> **DESCRIPTION OF THE TASK**
Check each line of the data for "Option", and copy the ones that have it.

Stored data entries
□ □ □ □

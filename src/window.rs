//! Desktop host for the animation.
//!
//! A plain tao window whose contents come from a tiny-skia `Pixmap`, blitted
//! through softbuffer. The event loop wakes on the earliest of two deadlines:
//! the next animation frame and the trailing edge of the resize throttle.
//!
//! Resize flow: `Resized` → `Throttle::schedule` (leading edge applies at
//! once) → later calls collapse into one trailing resize released from
//! `tick`. Applying a resize reallocates the pixmap and restarts the engine.

use std::num::NonZeroU32;
use std::sync::Arc;
use std::time::Instant;

use softbuffer::{Context as SoftContext, Surface as SoftSurface};
use tao::dpi::{LogicalSize, PhysicalSize};
use tao::event::{Event, WindowEvent};
use tao::event_loop::{ControlFlow, EventLoopBuilder, EventLoopWindowTarget};
use tao::window::{Window, WindowBuilder};
use tracing::{debug, info, warn};

use crate::config::PreloaderConfig;
use crate::engine::AnimationEngine;
use crate::error::PreloaderError;
use crate::phases::PhaseRegistry;
use crate::scheduler::IntervalScheduler;
use crate::settings::{FRAME_INTERVAL, REDRAW_CANVAS_TIME, WHITE};
use crate::state::{AnimationState, Viewport};
use crate::surface::{LabelRenderer, PixmapSurface};
use crate::throttle::Throttle;

pub struct LoaderWindow {
    window: Arc<Window>,
    surface: SoftSurface<Arc<Window>, Arc<Window>>,
    canvas: PixmapSurface,
    engine: AnimationEngine,
    scheduler: IntervalScheduler,
    resize: Throttle<PhysicalSize<u32>>,
}

impl LoaderWindow {
    /// Create the window and everything drawn into it. Must be called on the
    /// main thread.
    pub fn new<T: 'static>(
        event_loop: &EventLoopWindowTarget<T>,
        config: &PreloaderConfig,
    ) -> Result<Self, PreloaderError> {
        let window = Arc::new(
            WindowBuilder::new()
                .with_title(&config.window.title)
                .with_inner_size(LogicalSize::new(config.window.width, config.window.height))
                .build(event_loop)?,
        );

        // softbuffer keeps owned handles to both display and window for the
        // lifetime of the surface.
        let context = SoftContext::new(Arc::clone(&window))?;
        let surface = SoftSurface::new(&context, Arc::clone(&window))?;

        let viewport = viewport_of(&window);
        let (width, height) = viewport.device_size();
        info!(
            width = viewport.width,
            height = viewport.height,
            pixel_ratio = viewport.pixel_ratio,
            "window created"
        );

        let label = LabelRenderer::discover(config.label.font_path.as_deref());
        let canvas = PixmapSurface::new(width.round() as u32, height.round() as u32)?.with_label(label);

        let phases =
            PhaseRegistry::with_builtin(config.label.text.clone(), config.label.font_size);

        Ok(Self {
            window,
            surface,
            canvas,
            engine: AnimationEngine::new(AnimationState::new(width, height), phases),
            scheduler: IntervalScheduler::new(FRAME_INTERVAL),
            resize: Throttle::new(REDRAW_CANVAS_TIME),
        })
    }

    pub fn mount(&mut self) {
        self.engine.mount(&mut self.scheduler);
    }

    /// Feed a resize notification through the throttle.
    pub fn handle_resize(&mut self, size: PhysicalSize<u32>, now: Instant) {
        if let Some(size) = self.resize.schedule(now, size) {
            self.apply_resize(size);
        } else {
            debug!(
                width = size.width,
                height = size.height,
                pending = self.resize.has_pending(),
                "resize deferred"
            );
        }
    }

    /// Release a due trailing resize and run the animation frame if due.
    pub fn tick(&mut self, now: Instant) {
        if let Some(size) = self.resize.poll(now) {
            self.apply_resize(size);
        }

        if let Some(handle) = self.scheduler.take_due(now) {
            self.engine
                .on_frame(handle, &mut self.canvas, &mut self.scheduler);
            self.present();
        }
    }

    /// Earliest moment the event loop has work to do.
    pub fn next_wakeup(&self) -> Option<Instant> {
        match (self.scheduler.deadline(), self.resize.deadline()) {
            (Some(a), Some(b)) => Some(a.min(b)),
            (a, b) => a.or(b),
        }
    }

    fn apply_resize(&mut self, size: PhysicalSize<u32>) {
        if let Err(e) = self.canvas.resize(size.width, size.height) {
            warn!(error = %e, "failed to resize canvas");
            return;
        }
        self.engine
            .on_resize(size.width as f64, size.height as f64, &mut self.scheduler);
    }

    /// Blit the current canvas into the window.
    pub fn present(&mut self) {
        let size = self.window.inner_size();
        if size.width == 0 || size.height == 0 {
            return; // minimized
        }

        let (Some(w), Some(h)) = (
            NonZeroU32::new(self.canvas.width()),
            NonZeroU32::new(self.canvas.height()),
        ) else {
            return;
        };
        if let Err(e) = self.surface.resize(w, h) {
            warn!(error = %e, "softbuffer resize failed");
            return;
        }

        let mut buffer = match self.surface.buffer_mut() {
            Ok(b) => b,
            Err(e) => {
                warn!(error = %e, "softbuffer buffer unavailable");
                return;
            }
        };
        self.canvas.write_xrgb(WHITE, &mut buffer);
        if let Err(e) = buffer.present() {
            warn!(error = %e, "softbuffer present failed");
        }
    }
}

fn viewport_of(window: &Window) -> Viewport {
    let scale = window.scale_factor();
    let logical = window.inner_size().to_logical::<f64>(scale);
    Viewport::new(logical.width, logical.height, scale)
}

/// Open the window and run the animation until the window is closed.
pub fn run(config: PreloaderConfig) -> Result<(), PreloaderError> {
    let event_loop = EventLoopBuilder::new().build();
    let mut loader = LoaderWindow::new(&event_loop, &config)?;
    loader.mount();

    event_loop.run(move |event, _target, control_flow| {
        let now = Instant::now();

        match event {
            Event::WindowEvent {
                event: WindowEvent::CloseRequested,
                ..
            } => {
                info!("window closed");
                *control_flow = ControlFlow::Exit;
                return;
            }
            Event::WindowEvent {
                event: WindowEvent::Resized(size),
                ..
            } => loader.handle_resize(size, now),
            Event::WindowEvent {
                event: WindowEvent::ScaleFactorChanged { new_inner_size, .. },
                ..
            } => loader.handle_resize(*new_inner_size, now),
            Event::MainEventsCleared => loader.tick(now),
            Event::RedrawRequested(_) => loader.present(),
            _ => {}
        }

        *control_flow = match loader.next_wakeup() {
            Some(at) => ControlFlow::WaitUntil(at),
            None => ControlFlow::Wait,
        };
    })
}
//! Leading/trailing rate limiter.
//!
//! The first call after a quiet period fires immediately. Calls that land
//! inside the interval are collapsed into one trailing call carrying the most
//! recent value, released by `poll` once the interval has passed.

use std::time::{Duration, Instant};

#[derive(Debug)]
pub struct Throttle<T> {
    interval: Duration,
    last_fired: Option<Instant>,
    pending: Option<T>,
}

impl<T> Throttle<T> {
    pub fn new(interval: Duration) -> Self {
        Self {
            interval,
            last_fired: None,
            pending: None,
        }
    }

    /// Offer a call. Returns the value back if it should run now; otherwise it
    /// replaces any earlier pending value.
    pub fn schedule(&mut self, now: Instant, value: T) -> Option<T> {
        if self.is_open(now) {
            self.last_fired = Some(now);
            self.pending = None;
            Some(value)
        } else {
            self.pending = Some(value);
            None
        }
    }

    /// Release the trailing call if one is waiting and its time has come.
    pub fn poll(&mut self, now: Instant) -> Option<T> {
        if self.pending.is_some() && self.is_open(now) {
            self.last_fired = Some(now);
            self.pending.take()
        } else {
            None
        }
    }

    /// When the pending trailing call becomes due, if there is one.
    pub fn deadline(&self) -> Option<Instant> {
        match (&self.pending, self.last_fired) {
            (Some(_), Some(last)) => Some(last + self.interval),
            _ => None,
        }
    }

    pub fn has_pending(&self) -> bool {
        self.pending.is_some()
    }

    fn is_open(&self, now: Instant) -> bool {
        match self.last_fired {
            Some(last) => now.saturating_duration_since(last) >= self.interval,
            None => true,
        }
    }
}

□ □ □ □

> **RESPONSE FOR THIS EXERCISE**
    pub fn next_wakeup(&self) -> Option<Instant> {
    last_fired: Option<Instant>,
    pending: Option<T>,
    pub fn schedule(&mut self, now: Instant, value: T) -> Option<T> {
    pub fn poll(&mut self, now: Instant) -> Option<T> {
    pub fn deadline(&self) -> Option<Instant> {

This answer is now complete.